La bicicletta di Garlasco (nella foto)
ed il plastico della villette di Cogne (di stucchevole memoria) sono
destinati a finire sul mercato delle cose vecchie, fuoriuso. È
questa la portata del nuovo Codice di autoregolamentazione in
materia di rappresentazione di vicende giudiziarie nelle
trasmissioni radiotelevisive firmato a Roma e diventato esecutivo
questa settimana. Le emittenti locali sono avvisate: i processi show
sono da oggi un illecito perseguibile dall’Authority sulle
comunicazioni per i non aderenti all’Ordine dei giornalisti e dalla
nostra giurisdizione deontologica per gli iscritti all’Albo. E’ una
svolta in uno dei settori che rischiava di trasformare i processi in
fiction. E’ previsto un Comitato di Controllo.

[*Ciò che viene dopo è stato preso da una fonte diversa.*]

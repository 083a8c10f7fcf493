//! HTTP fetch utilities + snapshot persistence for jobsift.

use std::io::ErrorKind;
use std::path::{Path, PathBuf};
use std::time::Duration;

use anyhow::Context;
use chrono::{DateTime, Utc};
use jobsift_core::{Posting, RunSummary};
use reqwest::StatusCode;
use thiserror::Error;
use tokio::fs;
use tracing::debug;

pub const CRATE_NAME: &str = "jobsift-storage";

#[derive(Debug, Clone)]
pub struct HttpClientConfig {
    pub timeout: Duration,
    pub user_agent: Option<String>,
}

impl Default for HttpClientConfig {
    fn default() -> Self {
        Self {
            timeout: Duration::from_secs(10),
            user_agent: None,
        }
    }
}

#[derive(Debug, Error)]
pub enum FetchError {
    #[error("request failed: {0}")]
    Request(#[from] reqwest::Error),
    #[error("http status {status} for {url}")]
    HttpStatus { status: u16, url: String },
}

#[derive(Debug, Clone)]
pub struct FetchedResponse {
    pub status: StatusCode,
    pub final_url: String,
    pub body: Vec<u8>,
}

impl FetchedResponse {
    pub fn text(&self) -> String {
        String::from_utf8_lossy(&self.body).into_owned()
    }
}

/// Thin reqwest wrapper with a per-call timeout and optional user agent.
/// One attempt per call: a slow or failing source is surfaced to the caller
/// and the run moves on to the next source.
#[derive(Debug)]
pub struct HttpFetcher {
    client: reqwest::Client,
}

impl HttpFetcher {
    pub fn new(config: HttpClientConfig) -> anyhow::Result<Self> {
        let mut builder = reqwest::Client::builder()
            .gzip(true)
            .brotli(true)
            .timeout(config.timeout);

        if let Some(user_agent) = &config.user_agent {
            builder = builder.user_agent(user_agent.clone());
        }

        let client = builder.build().context("building reqwest client")?;
        Ok(Self { client })
    }

    pub async fn fetch_bytes(&self, source: &str, url: &str) -> Result<FetchedResponse, FetchError> {
        debug!(source, url, "http fetch");
        let resp = self.client.get(url).send().await?;
        let status = resp.status();
        let final_url = resp.url().to_string();

        if !status.is_success() {
            return Err(FetchError::HttpStatus {
                status: status.as_u16(),
                url: final_url,
            });
        }

        let body = resp.bytes().await?.to_vec();
        Ok(FetchedResponse {
            status,
            final_url,
            body,
        })
    }
}

/// Column layout of the CSV snapshot.
pub const CSV_COLUMNS: [&str; 9] = [
    "title",
    "company",
    "url",
    "location",
    "is_remote",
    "relevance_score",
    "rationale",
    "posted_at",
    "scraped_at",
];

/// Run ids are start-time stamps, so lexicographic filename order equals
/// chronological order.
pub fn run_id_for(started_at: DateTime<Utc>) -> String {
    started_at.format("%Y%m%d_%H%M%S").to_string()
}

/// True for timestamped snapshot filenames (`jobs_<digits/underscore>.json`).
/// The `jobs_latest.json` alias deliberately fails this check so history
/// selection never picks it over a real run snapshot.
pub fn is_snapshot_name(name: &str) -> bool {
    let Some(stem) = name.strip_prefix("jobs_").and_then(|rest| rest.strip_suffix(".json")) else {
        return false;
    };
    !stem.is_empty() && stem.chars().all(|c| c.is_ascii_digit() || c == '_')
}

/// Data-dir handle for snapshot, latest-alias, and run-summary files.
///
/// Writes are plain (non-transactional): an interrupted process may leave a
/// truncated file, which the tolerant history loader reports as a run error
/// on the next execution.
#[derive(Debug, Clone)]
pub struct SnapshotStore {
    root: PathBuf,
}

impl SnapshotStore {
    pub fn new(root: impl Into<PathBuf>) -> Self {
        Self { root: root.into() }
    }

    pub fn root(&self) -> &Path {
        &self.root
    }

    pub async fn ensure_root(&self) -> anyhow::Result<()> {
        fs::create_dir_all(&self.root)
            .await
            .with_context(|| format!("creating data directory {}", self.root.display()))
    }

    /// The lexicographically greatest timestamped snapshot, if any exists.
    pub async fn latest_snapshot_path(&self) -> anyhow::Result<Option<PathBuf>> {
        let mut dir = match fs::read_dir(&self.root).await {
            Ok(dir) => dir,
            Err(err) if err.kind() == ErrorKind::NotFound => return Ok(None),
            Err(err) => {
                return Err(err)
                    .with_context(|| format!("reading data directory {}", self.root.display()))
            }
        };

        let mut best: Option<String> = None;
        while let Some(entry) = dir
            .next_entry()
            .await
            .with_context(|| format!("listing data directory {}", self.root.display()))?
        {
            let name = entry.file_name().to_string_lossy().into_owned();
            if is_snapshot_name(&name) && best.as_deref().map_or(true, |b| name.as_str() > b) {
                best = Some(name);
            }
        }

        Ok(best.map(|name| self.root.join(name)))
    }

    pub async fn load_postings(&self, path: &Path) -> anyhow::Result<Vec<Posting>> {
        let text = fs::read_to_string(path)
            .await
            .with_context(|| format!("reading snapshot {}", path.display()))?;
        serde_json::from_str(&text).with_context(|| format!("parsing snapshot {}", path.display()))
    }

    /// Writes `jobs_<run_id>.json` and mirrors it to `jobs_latest.json`.
    pub async fn write_json_snapshot(
        &self,
        run_id: &str,
        postings: &[Posting],
    ) -> anyhow::Result<PathBuf> {
        let bytes = serde_json::to_vec_pretty(postings).context("serializing postings snapshot")?;
        let path = self.root.join(format!("jobs_{run_id}.json"));
        fs::write(&path, &bytes)
            .await
            .with_context(|| format!("writing {}", path.display()))?;

        let latest = self.root.join("jobs_latest.json");
        fs::write(&latest, &bytes)
            .await
            .with_context(|| format!("writing {}", latest.display()))?;

        debug!(path = %path.display(), count = postings.len(), "wrote json snapshot");
        Ok(path)
    }

    /// Writes `jobs_<run_id>.csv` and mirrors it to `jobs_latest.csv`.
    pub async fn write_csv_snapshot(
        &self,
        run_id: &str,
        postings: &[Posting],
    ) -> anyhow::Result<PathBuf> {
        let bytes = postings_to_csv(postings)?;
        let path = self.root.join(format!("jobs_{run_id}.csv"));
        fs::write(&path, &bytes)
            .await
            .with_context(|| format!("writing {}", path.display()))?;

        let latest = self.root.join("jobs_latest.csv");
        fs::write(&latest, &bytes)
            .await
            .with_context(|| format!("writing {}", latest.display()))?;

        debug!(path = %path.display(), count = postings.len(), "wrote csv snapshot");
        Ok(path)
    }

    pub async fn write_run_summary(&self, summary: &RunSummary) -> anyhow::Result<PathBuf> {
        let bytes = serde_json::to_vec_pretty(summary).context("serializing run summary")?;
        let path = self.root.join(format!("result_{}.json", summary.run_id));
        fs::write(&path, &bytes)
            .await
            .with_context(|| format!("writing {}", path.display()))?;
        Ok(path)
    }
}

pub fn postings_to_csv(postings: &[Posting]) -> anyhow::Result<Vec<u8>> {
    let mut writer = csv::Writer::from_writer(Vec::new());
    writer.write_record(CSV_COLUMNS).context("writing csv header")?;

    for posting in postings {
        let score = posting
            .relevance_score
            .map(|s| s.to_string())
            .unwrap_or_default();
        let posted_at = posting
            .posted_at
            .map(|t| t.to_rfc3339())
            .unwrap_or_default();
        let scraped_at = posting.scraped_at.to_rfc3339();

        writer
            .write_record([
                posting.title.as_str(),
                posting.company.as_str(),
                posting.url.as_str(),
                posting.location.as_str(),
                if posting.is_remote { "true" } else { "false" },
                score.as_str(),
                posting.relevance_rationale.as_deref().unwrap_or(""),
                posted_at.as_str(),
                scraped_at.as_str(),
            ])
            .context("writing csv row")?;
    }

    writer
        .into_inner()
        .map_err(|err| anyhow::anyhow!("flushing csv buffer: {err}"))
}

L’intesa
sull’autoregolamentazione è stata siglata con l'accordo tra le
principali emittenti nazionali (Rai, Mediaset, TI Media), la
Federazione Radio Televisioni , l’Aeranti-Corallo, l’Ordine
nazionale dei giornalisti, la Federazione nazionale della Stampa e
l’Agcom. Le parti si sono impegnate ad osservare le seguenti
regole nelle trasmissioni televisive che abbiano ad oggetto la
rappresentazione di vicende giudiziarie in corso:
a) curare che risultino chiare le differenze fra documentazione e
rappresentazione, fra cronaca e commento, fra indagato, imputato e
condannato, fra pubblico ministero e giudice, fra accusa e difesa,
fra carattere non definitivo e definitivo dei provvedimenti e delle
decisioni nell'evoluzione delle fasi e dei gradi dei procedimenti e
dei giudizi;
b) diffondere un'informazione che, attenendosi alla presunzione
di non colpevolezza dell'indagato e dell'imputato, soddisfi comunque
l'interesse pubblico alla conoscenza immediata di fatti di grande
rilievo sociale quali la perpetrazione di gravi reati;
c) adottare modalità espressive e tecniche comunicative che
consentano al telespettatore un'adeguata comprensione della vicenda,
attraverso la rappresentazione e la illustrazione delle diverse
posizioni delle parti in contesa, tenendo ponderatamente conto
dell'effetto divulgativo ed esplicativo del mezzo televisivo che,
pur ampliando la dialettica fra i soggetti processuali, può indurre
il rischio di alterare la percezione dei fatti;
d) rispettare complessivamente il principio del contraddittorio
delle tesi, assicurando la presenza e la pari opportunità nel
confronto dialettico tra i soggetti che le sostengono - comunque
diversi dalle parti che si confrontano nel processo - e rispettando
il principio di buona fede e continenza nella corretta ricostruzione
degli avvenimenti;
e) controllare, nell'esercizio del diritto di cronaca, la verità
dei fatti narrati mediante accurata verifica delle fonti, avvertendo
o comunque rendendo chiaro che le persone indagate o accusate si
presumono non colpevoli fino alla sentenza irrevocabile di condanna
e che pertanto la veridicità delle notizie concernenti ipotesi
investigative o accusatorie attiene al fatto che le ipotesi sono
state formulate come tali dagli organi competenti nel corso delle
indagini e del processo e non anche alla sussistenza della
responsabilità degli indagati o degli imputati.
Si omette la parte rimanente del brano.